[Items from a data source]
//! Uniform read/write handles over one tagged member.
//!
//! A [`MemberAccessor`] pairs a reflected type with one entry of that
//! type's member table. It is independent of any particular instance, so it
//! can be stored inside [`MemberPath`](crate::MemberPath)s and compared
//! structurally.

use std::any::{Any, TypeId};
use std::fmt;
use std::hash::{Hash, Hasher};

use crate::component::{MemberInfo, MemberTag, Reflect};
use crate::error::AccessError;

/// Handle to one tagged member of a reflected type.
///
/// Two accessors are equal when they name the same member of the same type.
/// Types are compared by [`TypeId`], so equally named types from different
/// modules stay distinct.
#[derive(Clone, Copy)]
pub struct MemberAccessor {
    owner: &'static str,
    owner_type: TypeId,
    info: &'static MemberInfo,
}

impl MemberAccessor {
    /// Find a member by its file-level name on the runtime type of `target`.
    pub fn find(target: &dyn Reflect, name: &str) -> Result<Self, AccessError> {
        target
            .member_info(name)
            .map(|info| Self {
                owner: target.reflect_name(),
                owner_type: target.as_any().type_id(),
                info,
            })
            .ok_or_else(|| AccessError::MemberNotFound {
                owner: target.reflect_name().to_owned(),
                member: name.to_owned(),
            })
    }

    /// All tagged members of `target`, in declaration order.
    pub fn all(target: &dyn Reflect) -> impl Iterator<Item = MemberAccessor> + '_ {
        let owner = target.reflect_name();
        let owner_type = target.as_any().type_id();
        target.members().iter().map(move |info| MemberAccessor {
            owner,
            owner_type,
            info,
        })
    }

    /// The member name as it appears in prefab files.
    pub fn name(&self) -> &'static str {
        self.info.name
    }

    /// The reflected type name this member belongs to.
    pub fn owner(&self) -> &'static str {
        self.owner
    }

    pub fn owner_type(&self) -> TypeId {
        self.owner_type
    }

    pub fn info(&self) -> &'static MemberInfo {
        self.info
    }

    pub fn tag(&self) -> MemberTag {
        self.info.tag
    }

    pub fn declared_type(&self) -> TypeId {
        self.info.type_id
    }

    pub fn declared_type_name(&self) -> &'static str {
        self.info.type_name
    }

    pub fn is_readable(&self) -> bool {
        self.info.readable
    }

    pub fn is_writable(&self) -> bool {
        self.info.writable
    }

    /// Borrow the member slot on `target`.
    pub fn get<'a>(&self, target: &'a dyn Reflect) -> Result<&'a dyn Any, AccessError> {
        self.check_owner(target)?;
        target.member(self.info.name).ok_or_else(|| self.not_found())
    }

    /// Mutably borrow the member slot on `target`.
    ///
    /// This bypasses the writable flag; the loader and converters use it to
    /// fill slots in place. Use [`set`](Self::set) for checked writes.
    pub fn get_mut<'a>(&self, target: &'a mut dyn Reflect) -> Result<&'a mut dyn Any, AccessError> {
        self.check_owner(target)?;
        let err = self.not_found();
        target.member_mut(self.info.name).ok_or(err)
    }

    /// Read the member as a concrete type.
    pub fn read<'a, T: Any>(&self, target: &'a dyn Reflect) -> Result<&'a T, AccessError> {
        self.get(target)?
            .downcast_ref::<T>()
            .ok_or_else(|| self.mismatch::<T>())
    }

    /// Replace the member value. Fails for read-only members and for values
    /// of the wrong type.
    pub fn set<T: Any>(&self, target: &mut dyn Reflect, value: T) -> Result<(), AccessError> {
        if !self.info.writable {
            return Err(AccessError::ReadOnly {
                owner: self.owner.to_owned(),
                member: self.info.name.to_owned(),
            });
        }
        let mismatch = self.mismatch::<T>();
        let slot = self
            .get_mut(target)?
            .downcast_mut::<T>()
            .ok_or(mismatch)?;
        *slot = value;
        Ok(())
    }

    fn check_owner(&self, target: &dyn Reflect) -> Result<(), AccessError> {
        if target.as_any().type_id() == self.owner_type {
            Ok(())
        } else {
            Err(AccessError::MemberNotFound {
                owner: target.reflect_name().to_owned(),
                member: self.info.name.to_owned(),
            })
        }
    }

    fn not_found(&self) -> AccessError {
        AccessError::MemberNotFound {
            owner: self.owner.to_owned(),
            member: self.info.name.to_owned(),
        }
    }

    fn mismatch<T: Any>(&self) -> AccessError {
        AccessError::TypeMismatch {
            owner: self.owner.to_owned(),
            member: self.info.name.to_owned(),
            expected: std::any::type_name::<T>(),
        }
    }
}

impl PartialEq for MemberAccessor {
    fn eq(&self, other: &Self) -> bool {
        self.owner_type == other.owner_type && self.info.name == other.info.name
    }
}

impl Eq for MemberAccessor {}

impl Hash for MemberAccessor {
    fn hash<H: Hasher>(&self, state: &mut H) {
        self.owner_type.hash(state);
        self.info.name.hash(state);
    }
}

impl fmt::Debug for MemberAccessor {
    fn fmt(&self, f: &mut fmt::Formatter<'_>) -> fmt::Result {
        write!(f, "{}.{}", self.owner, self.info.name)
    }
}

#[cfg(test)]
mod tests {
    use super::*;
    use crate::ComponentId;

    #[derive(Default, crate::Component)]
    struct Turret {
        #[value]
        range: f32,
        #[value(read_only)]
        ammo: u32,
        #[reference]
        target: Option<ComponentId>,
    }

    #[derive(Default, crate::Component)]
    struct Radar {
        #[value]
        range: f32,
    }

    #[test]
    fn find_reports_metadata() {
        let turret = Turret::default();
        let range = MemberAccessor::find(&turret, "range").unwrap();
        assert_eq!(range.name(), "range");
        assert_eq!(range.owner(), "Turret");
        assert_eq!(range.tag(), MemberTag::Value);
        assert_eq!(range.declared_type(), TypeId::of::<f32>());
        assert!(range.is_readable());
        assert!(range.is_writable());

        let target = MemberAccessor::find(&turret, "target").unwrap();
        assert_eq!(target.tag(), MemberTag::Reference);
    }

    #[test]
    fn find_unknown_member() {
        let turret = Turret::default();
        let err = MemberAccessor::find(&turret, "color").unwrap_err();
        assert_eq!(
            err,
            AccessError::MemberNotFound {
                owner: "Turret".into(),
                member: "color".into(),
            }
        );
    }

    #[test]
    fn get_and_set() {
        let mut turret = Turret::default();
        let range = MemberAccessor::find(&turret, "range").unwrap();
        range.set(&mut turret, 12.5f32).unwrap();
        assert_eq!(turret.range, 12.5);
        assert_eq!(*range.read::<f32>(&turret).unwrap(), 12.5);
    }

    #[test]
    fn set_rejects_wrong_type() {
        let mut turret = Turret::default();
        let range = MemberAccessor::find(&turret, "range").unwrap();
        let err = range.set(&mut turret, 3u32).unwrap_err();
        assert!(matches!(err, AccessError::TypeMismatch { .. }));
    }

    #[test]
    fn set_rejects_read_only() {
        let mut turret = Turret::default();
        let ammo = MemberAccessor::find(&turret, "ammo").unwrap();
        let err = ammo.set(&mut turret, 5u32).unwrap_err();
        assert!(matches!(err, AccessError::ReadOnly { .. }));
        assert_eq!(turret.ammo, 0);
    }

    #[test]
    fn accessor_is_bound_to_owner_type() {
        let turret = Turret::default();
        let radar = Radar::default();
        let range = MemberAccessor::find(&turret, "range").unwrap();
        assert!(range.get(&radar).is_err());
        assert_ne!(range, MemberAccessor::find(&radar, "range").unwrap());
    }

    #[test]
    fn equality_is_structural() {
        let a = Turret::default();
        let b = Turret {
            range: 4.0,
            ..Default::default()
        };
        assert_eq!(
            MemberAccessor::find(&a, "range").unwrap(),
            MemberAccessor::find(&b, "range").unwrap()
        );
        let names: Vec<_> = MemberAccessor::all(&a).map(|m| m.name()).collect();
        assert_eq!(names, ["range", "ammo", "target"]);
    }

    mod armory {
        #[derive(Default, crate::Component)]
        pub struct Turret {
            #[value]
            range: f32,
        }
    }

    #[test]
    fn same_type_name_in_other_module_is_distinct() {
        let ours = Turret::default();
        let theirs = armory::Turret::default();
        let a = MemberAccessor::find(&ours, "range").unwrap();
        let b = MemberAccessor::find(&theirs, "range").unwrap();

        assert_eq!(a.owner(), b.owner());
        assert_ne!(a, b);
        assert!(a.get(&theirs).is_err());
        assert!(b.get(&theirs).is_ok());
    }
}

*Exercise details*: Return each line of the data where the word "theirs" appears.

*Response area*:
        let theirs = armory::Turret::default();
        let b = MemberAccessor::find(&theirs, "range").unwrap();
        assert!(a.get(&theirs).is_err());
        assert!(b.get(&theirs).is_ok());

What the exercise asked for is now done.